*YOUR INSTRUCTIONS*
Keep every line in which "ORDER" occurs and drop the rest of the data.

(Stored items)
*** Block opens ***
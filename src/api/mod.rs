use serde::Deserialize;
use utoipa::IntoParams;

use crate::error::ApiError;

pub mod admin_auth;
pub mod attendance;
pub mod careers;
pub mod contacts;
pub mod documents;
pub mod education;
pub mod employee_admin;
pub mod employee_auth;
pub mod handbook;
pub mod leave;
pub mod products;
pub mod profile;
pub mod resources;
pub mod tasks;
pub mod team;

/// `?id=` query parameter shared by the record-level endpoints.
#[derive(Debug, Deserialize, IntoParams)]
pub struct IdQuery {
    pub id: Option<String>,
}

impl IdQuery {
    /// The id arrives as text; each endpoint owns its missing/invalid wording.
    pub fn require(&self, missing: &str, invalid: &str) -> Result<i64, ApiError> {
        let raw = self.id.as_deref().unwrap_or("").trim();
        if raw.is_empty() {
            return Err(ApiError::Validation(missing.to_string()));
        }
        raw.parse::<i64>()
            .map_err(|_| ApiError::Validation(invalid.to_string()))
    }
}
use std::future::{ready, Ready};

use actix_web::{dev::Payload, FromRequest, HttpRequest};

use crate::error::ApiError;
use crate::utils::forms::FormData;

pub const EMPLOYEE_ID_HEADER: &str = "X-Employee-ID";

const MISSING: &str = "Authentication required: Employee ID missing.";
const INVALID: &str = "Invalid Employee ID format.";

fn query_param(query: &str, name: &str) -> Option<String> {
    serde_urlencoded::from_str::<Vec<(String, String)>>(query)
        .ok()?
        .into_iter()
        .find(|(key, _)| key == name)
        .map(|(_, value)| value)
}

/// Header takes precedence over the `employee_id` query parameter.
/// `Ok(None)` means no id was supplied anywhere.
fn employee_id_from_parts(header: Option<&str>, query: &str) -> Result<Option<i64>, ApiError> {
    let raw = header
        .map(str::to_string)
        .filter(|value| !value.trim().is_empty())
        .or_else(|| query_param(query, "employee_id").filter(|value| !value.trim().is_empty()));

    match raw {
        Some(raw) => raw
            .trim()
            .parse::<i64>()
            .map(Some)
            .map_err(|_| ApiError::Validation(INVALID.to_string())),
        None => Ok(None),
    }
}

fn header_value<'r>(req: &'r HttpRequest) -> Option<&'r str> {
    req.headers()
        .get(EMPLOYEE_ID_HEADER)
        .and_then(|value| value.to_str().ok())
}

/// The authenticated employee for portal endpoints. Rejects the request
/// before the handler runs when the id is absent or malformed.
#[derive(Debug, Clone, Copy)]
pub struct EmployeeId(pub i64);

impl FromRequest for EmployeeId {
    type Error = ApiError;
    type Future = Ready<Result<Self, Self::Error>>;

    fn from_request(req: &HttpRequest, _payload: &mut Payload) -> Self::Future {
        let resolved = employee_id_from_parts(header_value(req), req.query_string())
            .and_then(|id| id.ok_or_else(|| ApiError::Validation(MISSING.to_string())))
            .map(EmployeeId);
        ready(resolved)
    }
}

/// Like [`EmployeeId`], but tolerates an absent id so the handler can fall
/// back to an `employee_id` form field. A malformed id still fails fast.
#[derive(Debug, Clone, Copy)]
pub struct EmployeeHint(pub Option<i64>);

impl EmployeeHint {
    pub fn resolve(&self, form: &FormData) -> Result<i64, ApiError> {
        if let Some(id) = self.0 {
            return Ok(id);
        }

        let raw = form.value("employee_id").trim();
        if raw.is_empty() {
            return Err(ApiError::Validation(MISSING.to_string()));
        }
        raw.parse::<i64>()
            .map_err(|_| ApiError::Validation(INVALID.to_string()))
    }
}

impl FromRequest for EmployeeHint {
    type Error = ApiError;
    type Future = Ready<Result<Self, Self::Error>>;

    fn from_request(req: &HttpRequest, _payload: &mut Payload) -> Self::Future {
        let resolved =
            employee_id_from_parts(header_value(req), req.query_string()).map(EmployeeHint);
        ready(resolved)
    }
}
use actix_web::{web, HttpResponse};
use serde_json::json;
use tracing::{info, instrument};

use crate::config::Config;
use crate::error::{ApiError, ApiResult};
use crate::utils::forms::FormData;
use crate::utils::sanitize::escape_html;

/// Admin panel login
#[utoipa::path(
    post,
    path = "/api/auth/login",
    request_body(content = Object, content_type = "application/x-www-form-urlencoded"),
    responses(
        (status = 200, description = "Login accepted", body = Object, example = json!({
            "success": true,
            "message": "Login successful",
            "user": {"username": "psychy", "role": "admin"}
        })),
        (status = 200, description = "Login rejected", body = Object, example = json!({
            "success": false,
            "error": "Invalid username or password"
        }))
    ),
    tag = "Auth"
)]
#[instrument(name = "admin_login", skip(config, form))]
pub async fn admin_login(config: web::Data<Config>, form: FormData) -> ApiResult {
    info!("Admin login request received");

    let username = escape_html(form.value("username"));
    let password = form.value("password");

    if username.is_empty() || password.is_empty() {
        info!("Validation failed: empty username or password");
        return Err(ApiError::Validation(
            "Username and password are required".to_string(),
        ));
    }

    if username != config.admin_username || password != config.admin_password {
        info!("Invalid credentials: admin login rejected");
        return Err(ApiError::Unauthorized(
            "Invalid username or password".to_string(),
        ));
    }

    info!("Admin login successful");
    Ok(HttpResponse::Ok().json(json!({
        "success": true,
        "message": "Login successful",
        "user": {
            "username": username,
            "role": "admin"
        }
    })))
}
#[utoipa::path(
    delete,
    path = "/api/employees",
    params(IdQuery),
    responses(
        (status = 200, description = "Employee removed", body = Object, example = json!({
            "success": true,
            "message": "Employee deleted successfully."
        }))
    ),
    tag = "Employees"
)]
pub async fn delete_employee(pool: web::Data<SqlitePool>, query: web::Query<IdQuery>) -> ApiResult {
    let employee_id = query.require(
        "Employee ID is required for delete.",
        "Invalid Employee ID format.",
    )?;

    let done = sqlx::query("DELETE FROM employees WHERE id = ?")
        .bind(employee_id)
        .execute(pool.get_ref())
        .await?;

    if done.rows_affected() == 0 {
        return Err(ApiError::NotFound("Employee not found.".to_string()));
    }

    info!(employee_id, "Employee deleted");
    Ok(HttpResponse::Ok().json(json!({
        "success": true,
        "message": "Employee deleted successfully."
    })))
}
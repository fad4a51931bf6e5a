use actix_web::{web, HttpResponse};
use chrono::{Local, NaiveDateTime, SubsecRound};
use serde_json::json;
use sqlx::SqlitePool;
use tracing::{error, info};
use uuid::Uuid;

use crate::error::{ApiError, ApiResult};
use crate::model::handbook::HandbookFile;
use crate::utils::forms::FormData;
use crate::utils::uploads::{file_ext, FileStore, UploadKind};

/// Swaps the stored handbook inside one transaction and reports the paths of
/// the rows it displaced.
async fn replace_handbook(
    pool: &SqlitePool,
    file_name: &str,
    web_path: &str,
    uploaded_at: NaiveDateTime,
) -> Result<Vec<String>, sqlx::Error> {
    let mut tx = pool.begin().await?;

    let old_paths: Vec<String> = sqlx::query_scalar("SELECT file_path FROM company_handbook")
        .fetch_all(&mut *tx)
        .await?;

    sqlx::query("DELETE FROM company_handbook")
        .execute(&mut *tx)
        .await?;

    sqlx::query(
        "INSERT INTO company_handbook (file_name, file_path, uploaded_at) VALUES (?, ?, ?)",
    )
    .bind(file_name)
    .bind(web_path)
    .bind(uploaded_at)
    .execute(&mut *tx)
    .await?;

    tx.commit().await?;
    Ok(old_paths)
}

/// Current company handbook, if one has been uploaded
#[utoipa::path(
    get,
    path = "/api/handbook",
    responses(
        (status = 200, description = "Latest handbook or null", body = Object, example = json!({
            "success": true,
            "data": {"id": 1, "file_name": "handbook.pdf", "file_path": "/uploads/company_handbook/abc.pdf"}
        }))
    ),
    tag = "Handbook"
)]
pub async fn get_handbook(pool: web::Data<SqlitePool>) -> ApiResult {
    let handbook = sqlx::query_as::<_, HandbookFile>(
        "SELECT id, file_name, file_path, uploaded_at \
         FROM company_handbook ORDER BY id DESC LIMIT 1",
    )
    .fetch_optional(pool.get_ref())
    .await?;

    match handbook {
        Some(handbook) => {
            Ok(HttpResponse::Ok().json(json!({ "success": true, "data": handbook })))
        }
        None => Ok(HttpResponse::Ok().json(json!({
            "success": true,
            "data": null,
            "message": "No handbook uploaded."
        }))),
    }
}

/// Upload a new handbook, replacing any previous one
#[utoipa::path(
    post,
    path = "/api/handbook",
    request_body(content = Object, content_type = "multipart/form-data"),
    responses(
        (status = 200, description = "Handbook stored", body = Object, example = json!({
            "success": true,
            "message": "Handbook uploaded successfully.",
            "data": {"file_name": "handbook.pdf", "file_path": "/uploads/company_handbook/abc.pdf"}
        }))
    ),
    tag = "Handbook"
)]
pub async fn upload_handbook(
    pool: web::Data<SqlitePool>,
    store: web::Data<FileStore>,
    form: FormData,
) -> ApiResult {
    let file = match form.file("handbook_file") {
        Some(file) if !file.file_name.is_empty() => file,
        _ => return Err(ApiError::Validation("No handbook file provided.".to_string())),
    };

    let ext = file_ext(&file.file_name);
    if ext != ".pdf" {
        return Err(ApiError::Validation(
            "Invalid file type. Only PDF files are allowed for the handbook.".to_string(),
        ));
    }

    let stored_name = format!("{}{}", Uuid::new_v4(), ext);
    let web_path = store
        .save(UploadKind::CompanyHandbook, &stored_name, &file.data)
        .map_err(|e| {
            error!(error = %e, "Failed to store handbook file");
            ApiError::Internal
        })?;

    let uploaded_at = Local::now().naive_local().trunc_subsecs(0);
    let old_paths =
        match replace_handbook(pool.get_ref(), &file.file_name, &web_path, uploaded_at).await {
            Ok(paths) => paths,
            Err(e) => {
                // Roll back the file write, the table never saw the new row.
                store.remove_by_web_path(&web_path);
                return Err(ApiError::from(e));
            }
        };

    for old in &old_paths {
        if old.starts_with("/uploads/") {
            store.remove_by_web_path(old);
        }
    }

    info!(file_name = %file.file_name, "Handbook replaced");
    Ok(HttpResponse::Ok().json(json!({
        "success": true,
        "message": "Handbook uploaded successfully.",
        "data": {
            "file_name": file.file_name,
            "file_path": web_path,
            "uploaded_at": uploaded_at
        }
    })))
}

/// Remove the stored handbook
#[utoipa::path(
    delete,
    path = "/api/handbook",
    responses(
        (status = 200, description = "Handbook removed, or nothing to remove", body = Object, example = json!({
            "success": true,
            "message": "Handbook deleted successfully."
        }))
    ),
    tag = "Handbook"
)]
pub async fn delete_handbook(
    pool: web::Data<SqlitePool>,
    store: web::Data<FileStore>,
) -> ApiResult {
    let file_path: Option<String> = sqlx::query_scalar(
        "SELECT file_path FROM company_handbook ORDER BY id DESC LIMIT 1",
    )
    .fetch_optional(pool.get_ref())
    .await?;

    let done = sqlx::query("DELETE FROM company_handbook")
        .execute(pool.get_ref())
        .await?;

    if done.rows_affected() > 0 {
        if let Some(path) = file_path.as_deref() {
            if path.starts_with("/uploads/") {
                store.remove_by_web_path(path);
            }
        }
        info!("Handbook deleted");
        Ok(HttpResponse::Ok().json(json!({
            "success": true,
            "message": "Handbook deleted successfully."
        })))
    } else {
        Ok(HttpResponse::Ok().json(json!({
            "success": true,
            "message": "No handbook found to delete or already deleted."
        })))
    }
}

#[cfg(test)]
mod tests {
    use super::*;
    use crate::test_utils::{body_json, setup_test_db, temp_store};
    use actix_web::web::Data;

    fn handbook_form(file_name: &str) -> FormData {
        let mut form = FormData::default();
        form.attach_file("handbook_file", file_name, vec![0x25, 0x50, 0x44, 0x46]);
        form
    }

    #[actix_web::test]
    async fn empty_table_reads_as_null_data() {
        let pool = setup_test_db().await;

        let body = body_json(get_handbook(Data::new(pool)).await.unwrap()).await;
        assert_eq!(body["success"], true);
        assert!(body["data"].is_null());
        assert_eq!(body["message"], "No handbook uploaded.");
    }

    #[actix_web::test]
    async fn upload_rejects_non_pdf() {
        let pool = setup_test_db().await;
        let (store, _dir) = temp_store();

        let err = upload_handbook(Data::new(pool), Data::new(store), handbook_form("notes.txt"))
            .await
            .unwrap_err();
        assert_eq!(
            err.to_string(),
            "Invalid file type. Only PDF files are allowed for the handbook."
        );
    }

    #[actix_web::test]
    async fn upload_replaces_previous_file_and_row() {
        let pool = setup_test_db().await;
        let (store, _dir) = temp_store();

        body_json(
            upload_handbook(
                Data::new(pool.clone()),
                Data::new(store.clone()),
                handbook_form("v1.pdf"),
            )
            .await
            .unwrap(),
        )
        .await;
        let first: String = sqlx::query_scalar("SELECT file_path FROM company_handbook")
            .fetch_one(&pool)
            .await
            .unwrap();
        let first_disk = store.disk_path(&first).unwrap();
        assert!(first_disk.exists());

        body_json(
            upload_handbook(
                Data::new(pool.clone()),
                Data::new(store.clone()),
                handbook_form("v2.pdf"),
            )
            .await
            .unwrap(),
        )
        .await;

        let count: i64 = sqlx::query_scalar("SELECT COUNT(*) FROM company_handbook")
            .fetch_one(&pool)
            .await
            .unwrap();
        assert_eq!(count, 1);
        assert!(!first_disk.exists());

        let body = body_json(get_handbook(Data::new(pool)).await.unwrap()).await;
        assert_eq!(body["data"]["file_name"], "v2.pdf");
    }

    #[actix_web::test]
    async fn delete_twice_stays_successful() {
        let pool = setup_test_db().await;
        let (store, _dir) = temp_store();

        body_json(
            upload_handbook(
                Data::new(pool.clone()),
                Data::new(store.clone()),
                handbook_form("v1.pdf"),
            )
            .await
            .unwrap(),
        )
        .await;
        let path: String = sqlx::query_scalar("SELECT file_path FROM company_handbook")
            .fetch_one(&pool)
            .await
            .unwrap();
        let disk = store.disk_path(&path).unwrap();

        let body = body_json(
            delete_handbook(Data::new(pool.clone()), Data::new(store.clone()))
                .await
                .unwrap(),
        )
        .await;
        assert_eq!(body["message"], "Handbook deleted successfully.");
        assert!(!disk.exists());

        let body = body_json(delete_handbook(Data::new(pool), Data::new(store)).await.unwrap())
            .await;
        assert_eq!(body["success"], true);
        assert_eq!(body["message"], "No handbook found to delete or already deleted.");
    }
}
*** Block closes ***
*EXERCISE RESPONSE*
         FROM company_handbook ORDER BY id DESC LIMIT 1",
        "SELECT file_path FROM company_handbook ORDER BY id DESC LIMIT 1",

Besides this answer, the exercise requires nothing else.